After confirming that it was a blacksmith's house, I bent down to lift the frame where the door initially was so Anna could crawl under it. This house had smaller doors like all the others we'd seen and was falling apart, so I had to bend down low to lift it and hold it in place so it wouldn't drop the building on Anna. When Anna called me, I was already holding the frame in place with difficulty for about 3 minutes. "There's someone alive down here!" She yelled out to me. I then heard shuffling back toward me as she dragged the survivor. I was already at my breaking point holding the door frame; the awkward angle I had to keep it at was unbearable on my back and legs, and I was close to dropping it when Anna finally dragged the survivor to safety.
I fell on my but and tried to catch my breath after holding the frame up when the survivor Anna saved woke up.

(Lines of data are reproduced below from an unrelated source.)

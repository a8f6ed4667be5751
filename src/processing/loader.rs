//! Chronological game loading across seasons

use crate::error::{EngineError, Result};
use crate::repository::GameRepository;
use crate::types::{Game, GameId, Season, SeasonId};
use std::collections::HashSet;
use tracing::debug;

/// Seasons ordered earliest first
///
/// The position of a season in this list is its chronological index, used
/// for decay and for the configurable starting point of a run.
#[derive(Debug, Clone, Default)]
pub struct SeasonTimeline {
    seasons: Vec<Season>,
}

impl SeasonTimeline {
    pub fn new(mut seasons: Vec<Season>) -> Self {
        // order 0 is the most recent season
        seasons.sort_by(|a, b| b.order.cmp(&a.order).then_with(|| a.id.cmp(&b.id)));
        Self { seasons }
    }

    /// Seasons a run covers: everything from `start_index` on, narrowed to
    /// `requested` when it is non-empty
    pub fn scope(&self, requested: &[SeasonId], start_index: usize) -> Vec<(usize, Season)> {
        self.seasons
            .iter()
            .enumerate()
            .skip(start_index)
            .filter(|(_, s)| requested.is_empty() || requested.contains(&s.id))
            .map(|(index, s)| (index, s.clone()))
            .collect()
    }
}

/// A completed game tagged with its season's chronological index
#[derive(Debug, Clone, PartialEq)]
pub struct LoadedGame {
    pub game: Game,
    pub season_index: usize,
}

/// Games ready for replay plus the ones the completeness filter dropped
#[derive(Debug, Clone, Default)]
pub struct LoadedGames {
    pub games: Vec<LoadedGame>,
    pub incomplete: Vec<Game>,
}

/// Check that every explicitly requested season exists
pub async fn verify_seasons(repo: &dyn GameRepository, requested: &[SeasonId]) -> Result<()> {
    for season_id in requested {
        if repo.season(season_id).await?.is_none() {
            return Err(EngineError::SeasonNotFound {
                season_id: season_id.clone(),
            }
            .into());
        }
    }
    Ok(())
}

/// Load the games of the scoped seasons in replay order
///
/// Seasons are read earliest first and the result is stably sorted by start
/// time, so games sharing a timestamp keep season order, then document order.
pub async fn load_games(
    repo: &dyn GameRepository,
    scope: &[(usize, Season)],
) -> Result<LoadedGames> {
    let mut loaded = LoadedGames::default();
    let mut seen: HashSet<GameId> = HashSet::new();

    for (season_index, season) in scope {
        let games = repo.games(&season.id).await?;
        debug!("Loaded {} games for season {}", games.len(), season.id);

        for game in games {
            if !seen.insert(game.id.clone()) {
                continue;
            }
            if game.is_complete() {
                loaded.games.push(LoadedGame {
                    game,
                    season_index: *season_index,
                });
            } else {
                loaded.incomplete.push(game);
            }
        }
    }

    loaded.games.sort_by_key(|g| g.game.start_time);
    Ok(loaded)
}
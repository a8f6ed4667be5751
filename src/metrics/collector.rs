//! Metrics collection using Prometheus
//!
//! This module provides metrics collection for the rating engine: round and
//! game throughput, skipped games by reason, snapshot and ranking writes and
//! run durations.

use crate::types::RunMode;
use anyhow::Result;
use prometheus::{
    Histogram, HistogramOpts, HistogramVec, IntCounter, IntCounterVec, IntGauge, Opts, Registry,
};
use std::sync::Arc;
use std::time::{Duration, Instant};

/// Main metrics collector for the rating engine
#[derive(Clone)]
pub struct MetricsCollector {
    /// Prometheus registry
    registry: Arc<Registry>,

    /// Chronological replay metrics
    run_metrics: RunMetrics,

    /// Snapshot and ranking write metrics
    persistence_metrics: PersistenceMetrics,
}

/// Chronological replay metrics
#[derive(Clone)]
pub struct RunMetrics {
    /// Runs finished by mode and final state
    pub runs_total: IntCounterVec,

    /// Rounds folded into the rating table
    pub rounds_processed_total: IntCounter,

    /// Rounds skipped because they were already calculated
    pub rounds_skipped_total: IntCounter,

    /// Games applied to ratings
    pub games_processed_total: IntCounter,

    /// Games left out of the rating update, by reason
    pub games_skipped_total: IntCounterVec,

    /// Players in the rating table at the end of the last run
    pub players_tracked: IntGauge,

    /// Wall-clock run duration by mode
    pub run_duration_seconds: HistogramVec,
}

/// Snapshot and ranking write metrics
#[derive(Clone)]
pub struct PersistenceMetrics {
    /// Weekly snapshots appended
    pub snapshots_written_total: IntCounter,

    /// Ranking batches committed
    pub ranking_batches_total: IntCounter,

    /// Ranking batch commit failures
    pub ranking_batch_failures_total: IntCounter,

    /// Time spent saving the final rankings
    pub ranking_save_duration: Histogram,
}

impl MetricsCollector {
    /// Create a new metrics collector with default registry
    pub fn new() -> Result<Self> {
        let registry = Arc::new(Registry::new());
        Self::with_registry(registry)
    }

    /// Create a new metrics collector with custom registry
    pub fn with_registry(registry: Arc<Registry>) -> Result<Self> {
        let run_metrics = RunMetrics::new(&registry)?;
        let persistence_metrics = PersistenceMetrics::new(&registry)?;

        Ok(Self {
            registry,
            run_metrics,
            persistence_metrics,
        })
    }

    /// Get the Prometheus registry
    pub fn registry(&self) -> Arc<Registry> {
        self.registry.clone()
    }

    pub fn run(&self) -> &RunMetrics {
        &self.run_metrics
    }

    pub fn persistence(&self) -> &PersistenceMetrics {
        &self.persistence_metrics
    }

    /// Record a round folded into the rating table
    pub fn record_round(&self, games_applied: usize) {
        self.run_metrics.rounds_processed_total.inc();
        self.run_metrics
            .games_processed_total
            .inc_by(games_applied as u64);
    }

    /// Record a round filtered out by the round tracker
    pub fn record_round_skipped(&self) {
        self.run_metrics.rounds_skipped_total.inc();
    }

    /// Record a game left out of the rating update
    pub fn record_game_skipped(&self, reason: &str) {
        self.run_metrics
            .games_skipped_total
            .with_label_values(&[reason])
            .inc();
    }

    pub fn record_snapshot_written(&self) {
        self.persistence_metrics.snapshots_written_total.inc();
    }

    /// Record the outcome of one ranking batch commit
    pub fn record_ranking_batch(&self, success: bool) {
        if success {
            self.persistence_metrics.ranking_batches_total.inc();
        } else {
            self.persistence_metrics.ranking_batch_failures_total.inc();
        }
    }

    pub fn record_ranking_save(&self, duration: Duration) {
        self.persistence_metrics
            .ranking_save_duration
            .observe(duration.as_secs_f64());
    }

    /// Record a finished run
    pub fn record_run(&self, mode: RunMode, final_state: &str, players: usize, duration: Duration) {
        let mode_str = mode.to_string();

        self.run_metrics
            .runs_total
            .with_label_values(&[mode_str.as_str(), final_state])
            .inc();

        self.run_metrics.players_tracked.set(players as i64);

        self.run_metrics
            .run_duration_seconds
            .with_label_values(&[mode_str.as_str()])
            .observe(duration.as_secs_f64());
    }

    /// Create a timer for measuring operation duration
    pub fn start_timer(&self) -> MetricsTimer {
        MetricsTimer::new()
    }
}

/// Timer for measuring operation durations
pub struct MetricsTimer {
    start: Instant,
}

impl MetricsTimer {
    fn new() -> Self {
        Self {
            start: Instant::now(),
        }
    }

    /// Get the elapsed duration
    pub fn elapsed(&self) -> Duration {
        self.start.elapsed()
    }

    /// Stop the timer and return the duration
    pub fn stop(self) -> Duration {
        self.elapsed()
    }
}

impl RunMetrics {
    fn new(registry: &Registry) -> Result<Self> {
        let runs_total = IntCounterVec::new(
            Opts::new("league_ratings_runs_total", "Calculation runs finished"),
            &["mode", "state"],
        )?;
        registry.register(Box::new(runs_total.clone()))?;

        let rounds_processed_total = IntCounter::new(
            "league_ratings_rounds_processed_total",
            "Rounds folded into the rating table",
        )?;
        registry.register(Box::new(rounds_processed_total.clone()))?;

        let rounds_skipped_total = IntCounter::new(
            "league_ratings_rounds_skipped_total",
            "Rounds skipped as already calculated",
        )?;
        registry.register(Box::new(rounds_skipped_total.clone()))?;

        let games_processed_total = IntCounter::new(
            "league_ratings_games_processed_total",
            "Games applied to ratings",
        )?;
        registry.register(Box::new(games_processed_total.clone()))?;

        let games_skipped_total = IntCounterVec::new(
            Opts::new(
                "league_ratings_games_skipped_total",
                "Games left out of the rating update",
            ),
            &["reason"],
        )?;
        registry.register(Box::new(games_skipped_total.clone()))?;

        let players_tracked = IntGauge::new(
            "league_ratings_players_tracked",
            "Players in the rating table after the last run",
        )?;
        registry.register(Box::new(players_tracked.clone()))?;

        let run_duration_seconds = HistogramVec::new(
            HistogramOpts::new(
                "league_ratings_run_duration_seconds",
                "Calculation run duration",
            )
            .buckets(vec![0.01, 0.1, 0.5, 1.0, 5.0, 15.0, 60.0, 300.0]),
            &["mode"],
        )?;
        registry.register(Box::new(run_duration_seconds.clone()))?;

        Ok(Self {
            runs_total,
            rounds_processed_total,
            rounds_skipped_total,
            games_processed_total,
            games_skipped_total,
            players_tracked,
            run_duration_seconds,
        })
    }
}

impl PersistenceMetrics {
    fn new(registry: &Registry) -> Result<Self> {
        let snapshots_written_total = IntCounter::new(
            "league_ratings_snapshots_written_total",
            "Weekly snapshots appended",
        )?;
        registry.register(Box::new(snapshots_written_total.clone()))?;

        let ranking_batches_total = IntCounter::new(
            "league_ratings_ranking_batches_total",
            "Ranking batches committed",
        )?;
        registry.register(Box::new(ranking_batches_total.clone()))?;

        let ranking_batch_failures_total = IntCounter::new(
            "league_ratings_ranking_batch_failures_total",
            "Ranking batch commit failures",
        )?;
        registry.register(Box::new(ranking_batch_failures_total.clone()))?;

        let ranking_save_duration = Histogram::with_opts(
            HistogramOpts::new(
                "league_ratings_ranking_save_duration_seconds",
                "Final ranking save time",
            )
            .buckets(vec![0.001, 0.005, 0.01, 0.05, 0.1, 0.5, 1.0, 5.0]),
        )?;
        registry.register(Box::new(ranking_save_duration.clone()))?;

        Ok(Self {
            snapshots_written_total,
            ranking_batches_total,
            ranking_batch_failures_total,
            ranking_save_duration,
        })
    }
}

impl Default for MetricsCollector {
    fn default() -> Self {
        Self::new().expect("Failed to create default metrics collector")
    }
}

It was a young boy with sky-blue eyes and ashy black hair, though his hair could've just been ashy because of all the ash covering it. He looked around at us and immediately tried to run away but fell as soon as he got up. His ankle was severely twisted and dark purple.
He looked up at us and tried crawling away with a look of terror in his eyes like he had seen a monster. " We're not going to hurt you," Anna told him without even thinking if he would even understand us. He stopped crawling and turned to look at us with confusion and fear in his eyes. He opened his mouth and asked us, " Y-you're n-n-ot Wr-wr-aiths?" He stammered out. Anna and I looked at each other in question about what he meant by Wraiths and turned to ask him, "What's a Wraith?"